Iniciado por Dias Toffoli, que designou a presidência ao ministro Alexandre de Moraes, o inquérito deixou de se limitar aos crimes cometidos contra a corte e expandiu suas ações para coibir investidas contra a democracia. Moraes acabou usando o inquérito para atrair para si uma quantidade abissal de poder, e se transformou em algo que nosso sistema jurídico não permite: investigador, acusador e julgador, concentrados em uma mesma instituição ou pessoa.
Nosso sistema acusatório — e a Constituição de 1988, em última análise — preza pela rígida separação das funções dentro do processo penal, e garante (ou tenta garantir), a imparcialidade do julgador, a publicidade (sempre que possível) dos atos processuais, o contraditório, a ampla defesa, a igualdade dos sujeitos do processo (todos são iguais perante a lei) e as garantias e liberdades individuais.
Ter essas garantias asseguradas quando o Estado resolve punir um indivíduo, exercendo esse poder exclusivamente, dentro dos pactos e contratos sociais estabelecidos, são premissas essenciais em um regime político democrático. O contrário são características de regimes autocráticos.
Paradoxo da tolerância
Porém, somos, enquanto sociedade, fruto de construções históricas, e é preciso analisar ações e os personagens pela ótica de seus contextos.
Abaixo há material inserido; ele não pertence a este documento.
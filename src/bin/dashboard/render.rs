// Terminal rendering: arrival curve, stacked bar chart, raw table

use volume_engine::{SimulationRun, VolumeTable};

const CURVE_WIDTH: usize = 32;
const CHART_WIDTH: usize = 48;

/// One glyph per channel, cycled when a mix has more channels than glyphs.
const SEGMENT_GLYPHS: [char; 5] = ['█', '▓', '▒', '░', '·'];

fn glyph(channel: usize) -> char {
    SEGMENT_GLYPHS[channel % SEGMENT_GLYPHS.len()]
}

pub fn render_curve(run: &SimulationRun) {
    if run.curve.is_empty() {
        return;
    }
    let max = run.curve.iter().map(|p| p.weight).fold(0.0_f64, f64::max);
    println!("  Arrival curve:");
    for point in &run.curve {
        let width = if max > 0.0 {
            (point.weight / max * CURVE_WIDTH as f64).round() as usize
        } else {
            0
        };
        println!(
            "  {:>5}  {:<width$}  {:.4}",
            point.label,
            "▪".repeat(width),
            point.weight,
            width = CURVE_WIDTH
        );
    }
    println!();
}

pub fn render_chart(table: &VolumeTable) {
    if table.is_empty() {
        println!("  (no intervals in window)");
        return;
    }

    let legend: Vec<String> = table
        .channels
        .iter()
        .enumerate()
        .map(|(i, name)| format!("{} {}", glyph(i), name))
        .collect();
    println!("  Volume by interval   {}", legend.join("   "));
    println!();

    let max = table.max_total().max(1) as f64;
    for row in &table.rows {
        // Segment widths from rounded cumulative counts so the stacked bar
        // never exceeds the chart width.
        let mut bar = String::new();
        let mut cum = 0u32;
        let mut prev_edge = 0usize;
        for (i, &count) in row.counts.iter().enumerate() {
            cum += count;
            let edge = (cum as f64 / max * CHART_WIDTH as f64).round() as usize;
            for _ in prev_edge..edge {
                bar.push(glyph(i));
            }
            prev_edge = edge;
        }
        println!("  {:>5} |{:<width$}| {:>5}", row.label, bar, row.total, width = CHART_WIDTH);
    }
    println!();
}

pub fn render_table(table: &VolumeTable) {
    if table.is_empty() {
        return;
    }
    print!("  {:<8}", "Interval");
    for name in &table.channels {
        print!(" {:>8}", name);
    }
    println!(" {:>8}", "Total");
    println!("  {}", "-".repeat(9 + 9 * (table.channels.len() + 1)));

    for row in &table.rows {
        print!("  {:<8}", row.label);
        for &count in &row.counts {
            print!(" {:>8}", count);
        }
        println!(" {:>8}", row.total);
    }

    println!("  {}", "-".repeat(9 + 9 * (table.channels.len() + 1)));
    print!("  {:<8}", "Sum");
    for total in table.channel_totals() {
        print!(" {:>8}", total);
    }
    println!(" {:>8}", table.grand_total());
    println!();
}
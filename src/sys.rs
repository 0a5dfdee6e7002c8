//! Raw perf wire-format types, constants, and small syscall wrappers.
//!
//! The allocation tracker speaks the perf record format so the consumer can
//! reuse its kernel-ring parsing path for custom rings. Only the pieces the
//! writer side needs are defined here.

use std::sync::atomic::AtomicU64;

pub const PAGE_SIZE: usize = 4096;

// --- Record types ---

pub const PERF_RECORD_SAMPLE: u32 = 9;
pub const PERF_RECORD_LOST: u32 = 2;

// Custom record types live above the kernel's range, following the perf
// tool's convention of user-space records starting at 64.
pub const PERF_CUSTOM_EVENT_DEALLOCATION: u32 = 65;
pub const PERF_CUSTOM_EVENT_CLEAR_LIVE_ALLOCATION: u32 = 66;

// --- Sample register ABI ---

pub const PERF_SAMPLE_REGS_ABI_64: u64 = 2;

/// Register slots captured with each allocation sample. The consumer seeds
/// its unwinder from these three, in this order.
pub const SAMPLE_REGS_COUNT: usize = 3;
pub const SAMPLE_REG_SP: usize = 0;
pub const SAMPLE_REG_FP: usize = 1;
pub const SAMPLE_REG_PC: usize = 2;

// --- perf_event_header (precedes each record in the ring buffer) ---

#[repr(C)]
#[derive(Debug, Clone, Copy, PartialEq, Eq)]
pub struct RecordHeader {
    pub record_type: u32,
    pub misc: u16,
    pub size: u16,
}

// --- Ring metadata page ---
//
// Byte-compatible with the kernel's `perf_event_mmap_page` so the consumer
// can treat custom memfd rings and kernel perf rings uniformly: `data_head`
// and `data_tail` sit at offsets 1024 and 1032, and the TSC calibration
// triple (`time_shift`, `time_mult`, `time_zero`) is where perf puts it.
#[repr(C)]
pub struct RingMetadataPage {
    pub version: u32,
    pub compat_version: u32,
    pub lock: u32,
    pub index: u32,
    pub offset: i64,
    pub time_enabled: u64,
    pub time_running: u64,
    pub capabilities: u64,
    pub pmc_width: u16,
    pub time_shift: u16,
    pub time_mult: u32,
    pub time_offset: u64,
    pub time_zero: u64,
    pub size: u32,
    pub _reserved: [u8; 948], // pad to offset 0x400 = 1024
    pub data_head: u64,
    pub data_tail: u64,
    pub data_offset: u64,
    pub data_size: u64,
    pub aux_head: u64,
    pub aux_tail: u64,
    pub aux_offset: u64,
    pub aux_size: u64,
}

impl RingMetadataPage {
    /// Shared-memory view of the published-watermark cursor.
    ///
    /// # Safety
    /// `page` must point into a live mapping of the metadata page.
    pub unsafe fn data_head_atomic<'a>(page: *mut Self) -> &'a AtomicU64 {
        unsafe { AtomicU64::from_ptr(&raw mut (*page).data_head) }
    }

    /// Shared-memory view of the consumer cursor.
    ///
    /// # Safety
    /// `page` must point into a live mapping of the metadata page.
    pub unsafe fn data_tail_atomic<'a>(page: *mut Self) -> &'a AtomicU64 {
        unsafe { AtomicU64::from_ptr(&raw mut (*page).data_tail) }
    }

    /// Shared-memory view of the producer reservation cursor. Custom MPSC
    /// rings carry no AUX area, so `aux_head` is repurposed for it; keeping
    /// it in the page makes reservations coherent across re-attached
    /// writers and forked producers.
    ///
    /// # Safety
    /// `page` must point into a live mapping of the metadata page of a
    /// custom (non-kernel) ring.
    pub unsafe fn reserve_head_atomic<'a>(page: *mut Self) -> &'a AtomicU64 {
        unsafe { AtomicU64::from_ptr(&raw mut (*page).aux_head) }
    }
}

// --- Syscall wrappers ---

/// Thread id of the calling thread. glibc caches this; the raw syscall is
/// what survives `fork` and works during thread teardown.
pub fn gettid() -> u32 {
    (unsafe { libc::syscall(libc::SYS_gettid) }) as u32
}

pub fn getpid() -> u32 {
    (unsafe { libc::getpid() }) as u32
}

#[cfg(test)]
mod tests {
    use super::*;
    use std::mem;

    #[test]
    fn metadata_page_matches_perf_abi() {
        // The consumer hard-codes these offsets when it attaches to a kernel
        // perf ring; the custom ring must agree.
        assert_eq!(mem::offset_of!(RingMetadataPage, time_shift), 50);
        assert_eq!(mem::offset_of!(RingMetadataPage, time_mult), 52);
        assert_eq!(mem::offset_of!(RingMetadataPage, time_zero), 64);
        assert_eq!(mem::offset_of!(RingMetadataPage, data_head), 1024);
        assert_eq!(mem::offset_of!(RingMetadataPage, data_tail), 1032);
        assert!(mem::size_of::<RingMetadataPage>() <= PAGE_SIZE);
    }

    #[test]
    fn record_header_is_eight_bytes() {
        assert_eq!(mem::size_of::<RecordHeader>(), 8);
    }

    #[test]
    fn gettid_is_stable_within_a_thread() {
        assert_eq!(gettid(), gettid());
        assert_ne!(gettid(), 0);
    }
}
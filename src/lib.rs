//! In-process allocation sampling core for a continuous memory profiler.
//!
//! The host instruments `malloc`/`free` (preload shim, global allocator, or
//! explicit calls) and forwards every event to [`AllocationTracker`]. The
//! tracker samples allocations along a Poisson process over allocated
//! bytes, captures a register + stack snapshot for each sampled event, and
//! writes perf-format records into a shared-memory MPSC ring buffer that an
//! out-of-process consumer drains, woken through an eventfd.
//!
//! Everything on the tracking path runs under hostile constraints: it is
//! called from inside the allocator, on arbitrary threads, possibly across
//! `fork`. It never allocates, never blocks on contended locks, never
//! panics, and bounces recursive entry off a per-thread guard.
//!
//! ```no_run
//! use alloc_self_profile::{AllocationTracker, OwnedRingBuffer, TrackerConfig};
//!
//! let ring = OwnedRingBuffer::create(6)?;
//! AllocationTracker::start(
//!     TrackerConfig {
//!         sampling_interval: 64 * 1024,
//!         track_deallocations: true,
//!         ..TrackerConfig::default()
//!     },
//!     ring.info(),
//! )?;
//!
//! // ... the host's allocator hooks call AllocationTracker::track_allocation /
//! // track_deallocation; a consumer drains ring.reader() ...
//!
//! AllocationTracker::stop();
//! # Ok::<(), alloc_self_profile::TrackerError>(())
//! ```

mod address_bitset;
mod clock;
mod error;
mod events;
mod module;
mod ring_buffer;
mod sampling;
mod stack;
mod sys;
mod thread_state;
mod tracker;

pub use crate::address_bitset::AddressBitset;
pub use crate::clock::{TscCalibration, monotonic_ns};
pub use crate::error::TrackerError;
pub use crate::events::{
    AllocationEvent, ClearLiveAllocationEvent, DeallocationEvent, LostEvent, ParsedRecord,
    SampleId, allocation_event_size,
};
pub use crate::module::{BuildId, ModuleInfo, module_info_from_bytes, module_info_from_file};
pub use crate::ring_buffer::{
    MpscRingBufferWriter, OwnedRingBuffer, ReserveError, Reservation, RingBufferInfo,
    RingBufferKind, RingBufferReader,
};
pub use crate::sys::{
    PERF_CUSTOM_EVENT_CLEAR_LIVE_ALLOCATION, PERF_CUSTOM_EVENT_DEALLOCATION, PERF_RECORD_LOST,
    PERF_RECORD_SAMPLE, PERF_SAMPLE_REGS_ABI_64, RecordHeader, SAMPLE_REG_FP, SAMPLE_REG_PC,
    SAMPLE_REG_SP, SAMPLE_REGS_COUNT,
};
pub use crate::tracker::{
    AllocationTracker, DEFAULT_MAX_LIVE_ALLOCATIONS, DEFAULT_STACK_SAMPLE_SIZE,
    IntervalTimerCheck, MAX_CONSECUTIVE_FAILURES, TrackerConfig,
};

/// Emit a log record at most once per process per call site. The tracking
/// paths may hit the same failure millions of times; one line is diagnostic,
/// a stream of them is an outage.
macro_rules! log_once {
    ($level:expr, $($arg:tt)+) => {{
        static ONCE: std::sync::Once = std::sync::Once::new();
        ONCE.call_once(|| log::log!($level, $($arg)+));
    }};
}
pub(crate) use log_once;
//! The clock events are stamped with, plus the TSC calibration triple the
//! metadata page carries for consumers that convert raw cycle counts.

use crate::sys::RingMetadataPage;

/// Nanoseconds from `CLOCK_MONOTONIC`.
///
/// Every record's `sample_id.time` comes from here, so timestamps are in the
/// same clock domain as the rest of the profiler's perf events (which are
/// opened with `use_clockid = CLOCK_MONOTONIC`).
pub fn monotonic_ns() -> u64 {
    let mut ts = libc::timespec {
        tv_sec: 0,
        tv_nsec: 0,
    };
    unsafe { libc::clock_gettime(libc::CLOCK_MONOTONIC, &mut ts) };
    (ts.tv_sec as u64) * 1_000_000_000 + ts.tv_nsec as u64
}

/// Timestamp calibration constants from a ring metadata page.
///
/// A kernel perf ring exports the parameters of the mapping from raw TSC
/// values to event time; a custom memfd ring synthesizes the identity
/// mapping because its producers stamp nanoseconds directly.
#[derive(Debug, Clone, Copy, PartialEq, Eq)]
pub struct TscCalibration {
    pub time_zero: u64,
    pub time_mult: u32,
    pub time_shift: u16,
}

impl TscCalibration {
    /// The identity calibration written into custom rings: `to_ns` maps a
    /// nanosecond timestamp to itself.
    pub const IDENTITY: TscCalibration = TscCalibration {
        time_zero: 0,
        time_mult: 1,
        time_shift: 0,
    };

    pub fn from_page(page: &RingMetadataPage) -> TscCalibration {
        TscCalibration {
            time_zero: page.time_zero,
            time_mult: page.time_mult,
            time_shift: page.time_shift,
        }
    }

    pub fn write_to_page(self, page: &mut RingMetadataPage) {
        page.time_zero = self.time_zero;
        page.time_mult = self.time_mult;
        page.time_shift = self.time_shift;
    }

    /// Convert a raw counter value to nanoseconds, the way perf documents it:
    /// `time = zero + ((cycles * mult) >> shift)`.
    pub fn to_ns(self, cycles: u64) -> u64 {
        let quot = cycles >> self.time_shift;
        let rem = cycles & ((1u64 << self.time_shift) - 1);
        self.time_zero
            + quot.wrapping_mul(self.time_mult as u64)
            + ((rem.wrapping_mul(self.time_mult as u64)) >> self.time_shift)
    }
}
E essa análise não é abonatória, em essência, mas necessária.
Períodos de profundas convulsões sociais, de guerras ou de ameaças diretas ao sistema democrático, devem ser olhadas sob uma ótica específica, e encaradas pelas instituições como situações excepcionais.
O que vimos no 8 de janeiro em Brasília é justamente o resultado da omissão e conivência de instituições que deveriam ser do Estado — não de governos. As Forças Armadas não podem estar, nunca, a serviço do governo de ocasião. E nas democracias não podem atuar politicamente. As polícias, igualmente. Mas os atos golpistas e de terror contra os prédios dos três Poderes não aconteceriam, daquela forma, sem omissão e conivência.
No dia 8 de janeiro policiais foram flagrados tirando selfies com os golpistas e, segundo o jornal The Washington Post, militares posicionaram tanques e três linhas de soldados no local para impedir que os “manifestantes” fossem presos. O governador e o secretário de segurança do Distrito Federal não colocaram efetivos necessários para proteção, que lhes cabia, dos prédios públicos.
Mas as omissões e conivências foram provocadas por um longo período de incitação. O ex-presidente Bolsonaro passou os quatro anos de seu governo gerando animosidades contra os Poderes. Questionou continuamente o sistema eleitoral sem qualquer prova, capitaneou movimentos de rua que pediam golpe de Estado, xingou ministros do Supremo, levantava questionamentos infundados sobre o Congresso e tratava a oposição como “inimigos do povo”.
As palavras do ex-presidente foram ecoadas por redes de comunicação parciais como Jovem Pan. A continuidade de discursos golpistas e incitação à violência contra os Poderes mantinham um enorme contingente de brasileiros que viam a democracia como um sistema falido, incompatível com o Brasil.
A ideia central do pensamento de filósofos respeitados como Karl Popper é de que não se pode permitir atos contra a própria democracia. Contra os intolerantes, a intolerância. Nessa lógica, a Justiça pode e deve pesar a mão contra investidas que visem destruir o regime vigente. Portanto, ações enérgicas do Judiciário — que passam por inquéritos como o que Alexandre de Moraes preside — são essenciais para que incitações golpistas cessem.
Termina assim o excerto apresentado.